▸ **Problem to solve**
Repeat only the lines running from the beginning of the material through the line that contains "pub fn cell_glyph(state: CellState, hidden: bool)".

===== Working data

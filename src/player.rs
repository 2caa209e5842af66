use alloc::string::String;
use rand::rngs::SmallRng;

use crate::{board::Board, common::BoardError, common::ShotOutcome, coordinate::Coordinate};

/// Why a player could not produce a target this time.
#[derive(Debug, Clone, PartialEq, Eq)]
pub enum TargetError {
    /// Input was malformed; the player should be asked again.
    Invalid(String),
    /// No more input will arrive. Ends the game.
    InputClosed,
}

/// Interface implemented by the two kinds of actor.
pub trait Player {
    /// Short label used in logs and turn reports.
    fn name(&self) -> &str;

    /// Choose the next cell to fire at on `opponent`.
    fn select_target(
        &mut self,
        rng: &mut SmallRng,
        opponent: &Board,
    ) -> Result<Coordinate, TargetError>;

    /// Inform the player of the result of its last accepted shot.
    fn handle_shot_result(&mut self, _target: Coordinate, _outcome: ShotOutcome) {}

    /// Inform the player that its target was rejected by the board.
    fn handle_rejected_shot(&mut self, _target: Coordinate, _err: &BoardError) {}

    /// Inform the player that its input could not be parsed.
    fn handle_invalid_input(&mut self, _message: &str) {}
}
#![cfg(feature = "std")]

//! Console rendering and fixed game text.

use std::fmt::Write as _;

use crate::{Board, CellState, Coordinate, ShotOutcome, Side, TurnReport};

/// Character drawn for a cell. Ships on a hidden board are drawn as water.
pub fn cell_glyph(state: CellState, hidden: bool) -> char {
    match state {
        CellState::Empty => 'O',
        CellState::Ship if hidden => 'O',
        CellState::Ship => '■',
        CellState::Hit => 'X',
        CellState::Miss => 'T',
        CellState::Cleared => '.',
    }
}

/// Render a board as a bordered grid with 1-indexed row and column labels.
pub fn render_board(board: &Board) -> String {
    let n = board.size();
    let mut out = String::from("  |");
    for c in 1..=n {
        let _ = write!(out, " {} |", c);
    }
    for r in 0..n {
        let _ = write!(out, "\n{} |", r + 1);
        for c in 0..n {
            let state = board
                .cell(Coordinate::new(r as i32, c as i32))
                .unwrap_or(CellState::Empty);
            let _ = write!(out, " {} |", cell_glyph(state, board.hidden()));
        }
    }
    out
}

/// Print both boards, the human's first.
pub fn print_boards(own: &Board, opponent: &Board) {
    println!("{}", "*".repeat(27));
    println!("Your board:");
    println!("{}", render_board(own));
    println!("{}", "*".repeat(27));
    println!("Opponent's board:");
    println!("{}", render_board(opponent));
}

/// Message for an accepted shot.
pub fn outcome_message(outcome: ShotOutcome) -> &'static str {
    match outcome {
        ShotOutcome::Hit => "Ship damaged!",
        ShotOutcome::Sunk => "Ship destroyed!",
        ShotOutcome::Miss => "Miss!",
    }
}

/// One line describing a turn, from the point of view of `human`.
pub fn describe_turn(report: &TurnReport, human: Side) -> String {
    let who = if report.shooter == human {
        "You"
    } else {
        "Computer"
    };
    format!(
        "{} fired at {}: {}",
        who,
        report.target,
        outcome_message(report.outcome)
    )
}

pub fn print_greeting(size: usize) {
    println!("-------------------");
    println!("    Welcome to     ");
    println!("    SEA  BATTLE    ");
    println!("-------------------");
    println!(" Enter a shot as two numbers separated by a space: row column");
    println!(" rows and columns run from 1 to {}", size);
    println!();
    println!("Good luck!");
}
use rand::{rngs::SmallRng, SeedableRng};
use seabattle::prelude::*;
use serde_json::json;

fn main() -> anyhow::Result<()> {
    init_logging();
    let args: Vec<String> = std::env::args().collect();
    if args.len() != 2 {
        eprintln!("Usage: {} <seed>", args[0]);
        std::process::exit(1);
    }
    let seed: u64 = args[1].parse()?;
    let mut rng = SmallRng::seed_from_u64(seed);

    let mut engine = GameEngine::setup(&mut rng, &GameConfig::default())?;
    // Primary fires blind; secondary skips cells already targeted.
    let mut p1 = AiPlayer::new();
    let mut p2 = AiPlayer::with_memory();
    let phase = engine.run(&mut p1, &mut p2, &mut rng)?;

    let winner = match phase {
        Phase::PrimaryWon => Some("primary"),
        Phase::SecondaryWon => Some("secondary"),
        Phase::InProgress => None,
    };
    let summary = |side: Side| {
        let board = engine.board(side);
        json!({
            "shots": engine.shots_fired(side),
            "ships_lost": board.destroyed_count(),
            "fleet": board.ships().len(),
        })
    };

    let result = json!({
        "seed": seed,
        "phase": phase,
        "primary": summary(Side::Primary),
        "secondary": summary(Side::Secondary),
        "winner": winner,
    });

    println!("{}", serde_json::to_string(&result)?);
    Ok(())
}
use seabattle::{Coordinate, Orientation, Ship};

#[test]
fn test_vertical_cells_follow_rows() {
    let ship = Ship::new(Coordinate::new(0, 0), 3, Orientation::Vertical);
    let cells: Vec<_> = ship.cells().collect();
    assert_eq!(
        cells,
        vec![
            Coordinate::new(0, 0),
            Coordinate::new(1, 0),
            Coordinate::new(2, 0)
        ]
    );
}

#[test]
fn test_horizontal_cells_follow_columns() {
    let ship = Ship::new(Coordinate::new(4, 2), 2, Orientation::Horizontal);
    let cells: Vec<_> = ship.cells().collect();
    assert_eq!(cells, vec![Coordinate::new(4, 2), Coordinate::new(4, 3)]);
    assert_eq!(ship.cells().len(), 2);
}

#[test]
fn test_is_hit_by() {
    let ship = Ship::new(Coordinate::new(1, 1), 3, Orientation::Horizontal);
    for c in 1..4 {
        assert!(ship.is_hit_by(Coordinate::new(1, c)));
    }
    assert!(!ship.is_hit_by(Coordinate::new(1, 4)));
    assert!(!ship.is_hit_by(Coordinate::new(2, 1)));
    // no side effect
    assert_eq!(ship.remaining_hits(), 3);
}

#[test]
fn test_cells_may_leave_the_grid() {
    // Bounds belong to the board; a ship just computes its cells.
    let ship = Ship::new(Coordinate::new(6, 5), 2, Orientation::Horizontal);
    let cells: Vec<_> = ship.cells().collect();
    assert_eq!(cells, vec![Coordinate::new(6, 5), Coordinate::new(6, 6)]);
}

#[test]
fn test_register_hit_and_sunk() {
    let mut ship = Ship::new(Coordinate::new(0, 0), 2, Orientation::Vertical);
    assert!(!ship.is_sunk());
    assert!(!ship.register_hit());
    assert_eq!(ship.remaining_hits(), 1);
    assert!(ship.register_hit());
    assert!(ship.is_sunk());
    // further hits do not underflow or re-report the sink
    assert!(!ship.register_hit());
    assert_eq!(ship.remaining_hits(), 0);
}

#[test]
fn test_cells_stop_at_the_coordinate_limit() {
    let ship = Ship::new(Coordinate::new(i32::MAX - 1, 3), 4, Orientation::Vertical);
    let cells: Vec<_> = ship.cells().collect();
    assert_eq!(
        cells,
        vec![Coordinate::new(i32::MAX - 1, 3), Coordinate::new(i32::MAX, 3)]
    );
    assert_eq!(ship.cells().len(), 2);
}

#[test]
fn test_is_hit_by_near_the_coordinate_limit() {
    let ship = Ship::new(Coordinate::new(0, i32::MAX), 1, Orientation::Horizontal);
    assert!(!ship.is_hit_by(Coordinate::new(0, 0)));
    assert!(ship.is_hit_by(Coordinate::new(0, i32::MAX)));

    let ship = Ship::new(Coordinate::new(i32::MIN, 0), usize::MAX, Orientation::Vertical);
    assert!(ship.is_hit_by(Coordinate::new(i32::MAX, 0)));
    assert!(!ship.is_hit_by(Coordinate::new(i32::MAX, 1)));
}
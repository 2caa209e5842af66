#![cfg_attr(not(feature = "std"), no_std)]

extern crate alloc;
#[cfg(feature = "std")]
extern crate std;

mod bitboard;
mod board;
mod common;
mod config;
mod coordinate;
mod game;
mod placement;
mod player;
mod player_ai;
#[cfg(feature = "std")]
mod logging;
#[cfg(feature = "std")]
mod player_cli;
pub mod prelude;
mod ship;
#[cfg(feature = "std")]
pub mod ui;

pub use bitboard::{BitBoard, BitBoardError, CellSet};
pub use board::*;
pub use common::*;
pub use config::*;
pub use coordinate::*;
pub use game::*;
pub use placement::*;
pub use player::*;
pub use player_ai::*;
#[cfg(feature = "std")]
pub use logging::{init_logging, parse_level, LOG_ENV};
#[cfg(feature = "std")]
pub use player_cli::*;
pub use ship::*;
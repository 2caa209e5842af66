#[cfg(not(feature = "std"))]
fn main() {}

#[cfg(feature = "std")]
use seabattle::{
    init_logging, ui, AiPlayer, CliPlayer, GameConfig, GameEngine, GameError, Phase, Player,
    Side, DEFAULT_BOARD_SIZE,
};

#[cfg(feature = "std")]
use clap::{Parser, ValueEnum};
#[cfg(feature = "std")]
use rand::rngs::SmallRng;
#[cfg(feature = "std")]
use rand::SeedableRng;

#[derive(Parser)]
#[command(author, version, about, long_about = None)]
#[cfg(feature = "std")]
struct Cli {
    #[command(subcommand)]
    command: Commands,
}

#[derive(ValueEnum, Clone, Copy, Debug, PartialEq, Eq)]
#[cfg(feature = "std")]
enum FirstMove {
    Human,
    Computer,
}

#[derive(Parser)]
#[cfg(feature = "std")]
enum Commands {
    /// Play against the computer on the local machine.
    Play {
        #[arg(long, help = "Fix RNG seed for reproducible games (e.g., --seed 12345)")]
        seed: Option<u64>,
        #[arg(long, default_value_t = DEFAULT_BOARD_SIZE)]
        size: usize,
        #[arg(long, value_enum, default_value_t = FirstMove::Human)]
        first: FirstMove,
        #[arg(long, help = "Computer never fires at the same cell twice")]
        ai_memory: bool,
    },
    /// Watch the computer play against itself.
    Auto {
        #[arg(long, help = "Fix RNG seed for reproducible games (e.g., --seed 12345)")]
        seed: Option<u64>,
        #[arg(long, default_value_t = DEFAULT_BOARD_SIZE)]
        size: usize,
    },
}

#[cfg(feature = "std")]
fn make_rng(seed: Option<u64>) -> SmallRng {
    if let Some(s) = seed {
        println!("Using fixed seed: {} (game will be reproducible)", s);
        SmallRng::seed_from_u64(s)
    } else {
        let mut seed_rng = rand::rng();
        SmallRng::from_rng(&mut seed_rng)
    }
}

#[cfg(feature = "std")]
fn main() -> anyhow::Result<()> {
    init_logging();
    let cli = Cli::parse();

    match cli.command {
        Commands::Play {
            seed,
            size,
            first,
            ai_memory,
        } => {
            let mut rng = make_rng(seed);
            let config = GameConfig::with_board_size(size);
            let mut engine = GameEngine::setup(&mut rng, &config)?;
            let human = match first {
                FirstMove::Human => Side::Primary,
                FirstMove::Computer => Side::Secondary,
            };
            engine.set_hidden(human, false);
            engine.set_hidden(human.opponent(), true);

            let mut player = CliPlayer::new();
            let mut ai = if ai_memory {
                AiPlayer::with_memory()
            } else {
                AiPlayer::new()
            };
            ui::print_greeting(size);
            match play_interactive(&mut engine, human, &mut player, &mut ai, &mut rng) {
                Ok(()) => {}
                Err(GameError::InputClosed) => {
                    println!("\nInput closed, leaving the game.");
                    return Ok(());
                }
                Err(e) => return Err(e.into()),
            }
            println!("{}", "-".repeat(20));
            if engine.phase().winner() == Some(human) {
                println!("You defeated the computer!");
            } else {
                println!("The computer won!");
            }
        }
        Commands::Auto { seed, size } => {
            let mut rng = make_rng(seed);
            let config = GameConfig::with_board_size(size);
            let mut engine = GameEngine::setup(&mut rng, &config)?;
            engine.set_hidden(Side::Secondary, false);
            let mut p1 = AiPlayer::with_memory();
            let mut p2 = AiPlayer::with_memory();
            let phase = engine.run(&mut p1, &mut p2, &mut rng)?;
            ui::print_boards(engine.board(Side::Primary), engine.board(Side::Secondary));
            let winner = match phase {
                Phase::PrimaryWon => "primary",
                Phase::SecondaryWon => "secondary",
                Phase::InProgress => "nobody",
            };
            println!(
                "Winner: {} ({} vs {} shots)",
                winner,
                engine.shots_fired(Side::Primary),
                engine.shots_fired(Side::Secondary)
            );
        }
    }
    Ok(())
}

#[cfg(feature = "std")]
fn play_interactive<R: std::io::BufRead>(
    engine: &mut GameEngine,
    human: Side,
    player: &mut CliPlayer<R>,
    ai: &mut AiPlayer,
    rng: &mut SmallRng,
) -> Result<(), GameError> {
    while !engine.is_over() {
        ui::print_boards(engine.board(human), engine.board(human.opponent()));
        println!("{}", "*".repeat(27));
        let acting: &mut dyn Player = if engine.acting_side() == human {
            println!("Your turn!");
            &mut *player
        } else {
            println!("Computer's turn!");
            &mut *ai
        };
        let report = engine.play_turn(acting, rng)?;
        println!("{}", ui::describe_turn(&report, human));
    }
    ui::print_boards(engine.board(human), engine.board(human.opponent()));
    Ok(())
}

==========

▸ **Exercise answer**
filename src/player.rs
repository 2caa209e5842af66
use alloc::string::String;
use rand::rngs::SmallRng;

use crate::{board::Board, common::BoardError, common::ShotOutcome, coordinate::Coordinate};

/// Why a player could not produce a target this time.
#[derive(Debug, Clone, PartialEq, Eq)]
pub enum TargetError {
    /// Input was malformed; the player should be asked again.
    Invalid(String),
    /// No more input will arrive. Ends the game.
    InputClosed,
}

/// Interface implemented by the two kinds of actor.
pub trait Player {
    /// Short label used in logs and turn reports.
    fn name(&self) -> &str;

    /// Choose the next cell to fire at on `opponent`.
    fn select_target(
        &mut self,
        rng: &mut SmallRng,
        opponent: &Board,
    ) -> Result<Coordinate, TargetError>;

    /// Inform the player of the result of its last accepted shot.
    fn handle_shot_result(&mut self, _target: Coordinate, _outcome: ShotOutcome) {}

    /// Inform the player that its target was rejected by the board.
    fn handle_rejected_shot(&mut self, _target: Coordinate, _err: &BoardError) {}

    /// Inform the player that its input could not be parsed.
    fn handle_invalid_input(&mut self, _message: &str) {}
}
#![cfg(feature = "std")]

//! Console rendering and fixed game text.

use std::fmt::Write as _;

use crate::{Board, CellState, Coordinate, ShotOutcome, Side, TurnReport};

/// Character drawn for a cell. Ships on a hidden board are drawn as water.
pub fn cell_glyph(state: CellState, hidden: bool) -> char {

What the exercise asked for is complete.